Al consultar la bibliografía sobre migración interna, advertimos la limitación para colocar las relaciones emocionales en el primer plano de análisis, así como para explicar los procesos de interconexión territorial. Los estudios tradicionales —incluidos los enfoques recientes que integranlas nociones de “condición y calidad de vida” y de “ciclo de vida”— arguyen las características estructurales de los lugares de origen y destino para explicar la migración (Cruz y Acosta, 2015); el resultado es que se concluye que los migrantes son forzados al desplazamiento y a permanecer de manera indefinida y en gran medida involuntaria en el destino, y que los espacios migratorios son unidades distantes a partir de sus características internas sin indagar en las formas de conexión.
Por el contrario, consideramos que es prioritario analizar los anhelos subjetivos de quienes protagonizan los desplazamientos físicos y emocionales (Hirai, 2014), pues las razones que motivan la migración no son las mismas que las que la sostienen; deben tomarse en cuenta las dinámicas internas de los migrantes —en contienda social y política permanente (Pérez Monterosas, 2010)— en torno a la experiencia emocional individual y colectiva, la cual se transforma durante las distintas etapas de la migración. Ahora bien, en relación a la producción analítica de la migración interna de indígenas a las zonas urbanas, varios investigadores se han interesado en las cuotas psicológicas y emocionales que cobran los desplazamientos.4 Sin embargo, estos acercamientos han sido más bien tangenciales; podemos decir que las emociones como fundamento analítico para la migración interna en nuestro país no han sido objeto central de interés.
La migración Chiconamel-Monterrey se asienta en aspectos económicos: precariedad en el lugar de origen y oferta laboral y educativa en el de destino; no obstante, los factores por los que se desarrolla el fenómeno total distan de explicarse solamente a partir de los elementos expulsión-atracción o del entendimiento de la migración interna como “desplazamientos territoriales [en los que] se cruzan límites jurídico administrativos municipales, estatales o regionales” (Cruz y Acosta, 2015, p. 9). En la realidad, los chiconamelenses no advierten el cambio del contexto territorial solamente mediante sus características jurisdiccionales; antes bien, reconocen los territorios y se reconocen pertenecientes o ajenos, amén de las relaciones sociales y de las variaciones culturales; fenómenos y espacios de los cuales tienen una opinión y una reflexión afectiva.
Por lo tanto, en esta investigación, se recurre a los estudios de migración transnacional, cuya metodología, paradójicamente, abrevó de conceptos acuñados para analizar la migración interna, como es el de “circuitos migratorios” (Rivera, 2017).
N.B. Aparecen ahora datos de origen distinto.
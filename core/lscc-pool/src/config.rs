//! Pool configuration (spec section 6 configuration table:
//! `pool_max_size`).

use crate::eviction::DEFAULT_RETENTION_SECS;
use serde::{Deserialize, Serialize};

#[derive(Debug, Clone, Serialize, Deserialize)]
pub struct PoolConfig {
    /// Maximum combined size of pending + processing + cross_shard
    /// (confirmed is counted separately and aged out).
    pub max_size: usize,

    /// Retention window for confirmed entries, in seconds.
    pub retention_secs: u64,

    /// Most recent cross-shard inbox messages kept by cleanup.
    pub cross_shard_inbox_cap: usize,
}

impl Default for PoolConfig {
    fn default() -> Self {
        Self {
            max_size: 1000,
            retention_secs: DEFAULT_RETENTION_SECS,
            cross_shard_inbox_cap: 500,
        }
    }
}
//! LSCC engine configuration (spec section 4.4, section 6 configuration
//! table).

use serde::{Deserialize, Serialize};

#[derive(Debug, Clone, Serialize, Deserialize)]
pub struct LsccConsensusConfig {
    /// Number of layers shards are partitioned into by `id mod layer_depth`.
    pub layer_depth: u32,
    /// Number of cross-layer channels overlaying the layers.
    pub channel_count: u32,
    /// Phase 4 weighted score cutoff for commit.
    pub commit_threshold: f64,
    /// Fraction of active, healthy shards required for `network_healthy`.
    pub health_ratio_min: f64,
}

impl Default for LsccConsensusConfig {
    fn default() -> Self {
        Self {
            layer_depth: 3,
            channel_count: 2,
            commit_threshold: 0.7,
            health_ratio_min: 0.5,
        }
    }
}

impl LsccConsensusConfig {
    /// The layer a shard belongs to, matching `lscc-shard`'s own
    /// `id mod layer_depth` assignment (spec section 3).
    pub fn layer_of(&self, shard_id: u32) -> u32 {
        shard_id % self.layer_depth.max(1)
    }

    /// Which channel a layer is overlaid by. Channels are assigned
    /// round-robin over layers (`layer_id mod channel_count`): the
    /// simplest partition that gives every configured channel a
    /// non-empty, disjoint set of layers to span, since spec.md leaves
    /// the exact channel/layer assignment unspecified beyond "a subset of
    /// layers" (SPEC_FULL.md resolution, recorded in DESIGN.md).
    pub fn channel_of(&self, layer_id: u32) -> u32 {
        layer_id % self.channel_count.max(1)
    }
}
El transnacionalismo ha advertido las conexiones emocionales entre los espacios migratorios y su trascendencia en términos sociales, culturales, económicos y políticos; todo ello en el marco de la globalización y de las comunicaciones exacerbadas por la tecnología, los viajes y la profusa circulación de personas, dinero, símbolos e ideas.5 Se rebate que exista una escisión entre los territorios de origen y de destino —puesto que las fronteras espaciotemporales tienden a diluirse—; sin embargo, se busca explicar cómo la división geográfica es un factor determinante en la generación de nuevas formas de intercomunicación, en el establecimiento de límites de actuación y en las formas de desigualdad y de conflicto que operan en ambas direcciones.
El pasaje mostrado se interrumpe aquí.